* _What you are asked to do_:
Which of the lines below include the word "super"? Pull each one out.

* _Records supplied_:

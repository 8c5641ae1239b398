//! Common DTO types

use serde::{Deserialize, Serialize};
use utoipa::{IntoParams, ToSchema};

/// Pagination query parameters
#[derive(Debug, Clone, Deserialize, IntoParams, ToSchema)]
#[into_params(parameter_in = Query)]
pub struct PaginationParams {
    /// Page number (1-indexed)
    #[serde(default = "default_page")]
    pub page: i64,
    /// Items per page (1..=1000)
    #[serde(default = "default_limit")]
    pub limit: i64,
}

fn default_page() -> i64 { 1 }
fn default_limit() -> i64 { 50 }

/// Largest page a client may request
pub const MAX_PAGE_LIMIT: i64 = 1000;

impl Default for PaginationParams {
    fn default() -> Self {
        Self {
            page: default_page(),
            limit: default_limit(),
        }
    }
}

impl PaginationParams {
    /// Get the offset for database queries
    pub fn offset(&self) -> i64 {
        (self.page.max(1) - 1).saturating_mul(self.limit)
    }
}

/// Health check response
#[derive(Debug, Serialize, ToSchema)]
pub struct HealthResponse {
    /// Service status
    pub status: String,
    /// Service version
    pub version: String,
}

/// Readiness check response
#[derive(Debug, Serialize, ToSchema)]
pub struct ReadinessResponse {
    /// Overall status
    pub status: String,
    /// Record store backend (`postgres` or `memory`)
    pub store: String,
    /// Error message if unhealthy
    #[serde(skip_serializing_if = "Option::is_none")]
    pub error: Option<String>,
}

#[cfg(test)]
mod tests {
    use super::*;

    #[test]
    fn test_pagination_offset() {
        let params = PaginationParams { page: 1, limit: 10 };
        assert_eq!(params.offset(), 0);

        let params = PaginationParams { page: 2, limit: 10 };
        assert_eq!(params.offset(), 10);

        let params = PaginationParams { page: 5, limit: 20 };
        assert_eq!(params.offset(), 80);
    }

    #[test]
    fn test_pagination_defaults() {
        let params: PaginationParams = serde_json::from_str("{}").unwrap();
        assert_eq!(params.page, 1);
        assert_eq!(params.limit, 50);
    }
}
// Copyright 2025 Adobe. All rights reserved.
// This file is licensed to you under the Apache License,
// Version 2.0 (http://www.apache.org/licenses/LICENSE-2.0)
// or the MIT license (http://opensource.org/licenses/MIT),
// at your option.
//
// Unless required by applicable law or agreed to in writing,
// this software is distributed on an "AS IS" BASIS, WITHOUT
// WARRANTIES OR REPRESENTATIONS OF ANY KIND, either express or
// implied. See the LICENSE-MIT and LICENSE-APACHE files for the
// specific language governing permissions and limitations under
// each license.

//! Environment variables consumed by the remote connection clients.

use std::collections::HashMap;
use std::fmt::{Debug, Formatter, Result as FmtResult};
use std::path::PathBuf;
use tracing::{debug, info, warn};

use super::error::{StorageError, StorageResult};

/// GCP project of the GCS connection
pub const GCP_PROJECT: &str = "GCP_PROJECT";
/// Bucket of the GCS connection
pub const GCP_BUCKET: &str = "GCP_BUCKET";
/// Azure storage account connection string
pub const AZ_STGACC_KEY: &str = "AZ_STGACC_KEY";

/// Snapshot of environment variables
///
/// The client factory reads credentials from this snapshot rather than from
/// the process environment directly, so callers decide which environment a
/// connection sees.
#[derive(Clone, Default)]
pub struct EnvVars {
    vars: HashMap<String, String>,
}

impl EnvVars {
    /// Snapshot the current process environment.
    pub fn from_process() -> Self {
        Self {
            vars: std::env::vars().collect(),
        }
    }

    /// Add or override a variable (for method chaining).
    pub fn with_var(mut self, name: impl Into<String>, value: impl Into<String>) -> Self {
        self.vars.insert(name.into(), value.into());
        self
    }

    pub fn get(&self, name: &str) -> Option<&str> {
        self.vars.get(name).map(String::as_str)
    }

    /// Get a variable a connection cannot be built without.
    ///
    /// # Errors
    ///
    /// Returns [`StorageError::MissingCredentials`] naming the variable when it is not set.
    pub fn require(&self, name: &str) -> StorageResult<&str> {
        self.get(name)
            .ok_or_else(|| StorageError::MissingCredentials(name.to_string()))
    }
}

impl<K: Into<String>, V: Into<String>> FromIterator<(K, V)> for EnvVars {
    fn from_iter<I: IntoIterator<Item = (K, V)>>(iter: I) -> Self {
        Self {
            vars: iter
                .into_iter()
                .map(|(k, v)| (k.into(), v.into()))
                .collect(),
        }
    }
}

// Values may hold secrets, only names are printed.
impl Debug for EnvVars {
    fn fmt(&self, f: &mut Formatter<'_>) -> FmtResult {
        let mut names: Vec<&String> = self.vars.keys().collect();
        names.sort();
        f.debug_struct("EnvVars").field("names", &names).finish()
    }
}

/// Load a `.env` file from the current directory or its parents into the process environment.
///
/// # Arguments
///
/// * `environment` - Name of the environment being set up, used for logging only
///
/// # Returns
///
/// The path of the loaded file, or `None` when no `.env` file exists or it could not be read.
pub fn load_dotenv(environment: &str) -> Option<PathBuf> {
    info!(
        "Setting environment variables for environment: {}",
        environment
    );
    match dotenvy::dotenv() {
        Ok(path) => {
            debug!("Loaded environment file={}", path.display());
            Some(path)
        }
        Err(e) if e.not_found() => {
            debug!("No .env file found, using process environment only");
            None
        }
        Err(e) => {
            warn!("Failed to load .env file: {}", e);
            None
        }
    }
}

* _Task solution_:
    use super::*;
use super::error::{StorageError, StorageResult};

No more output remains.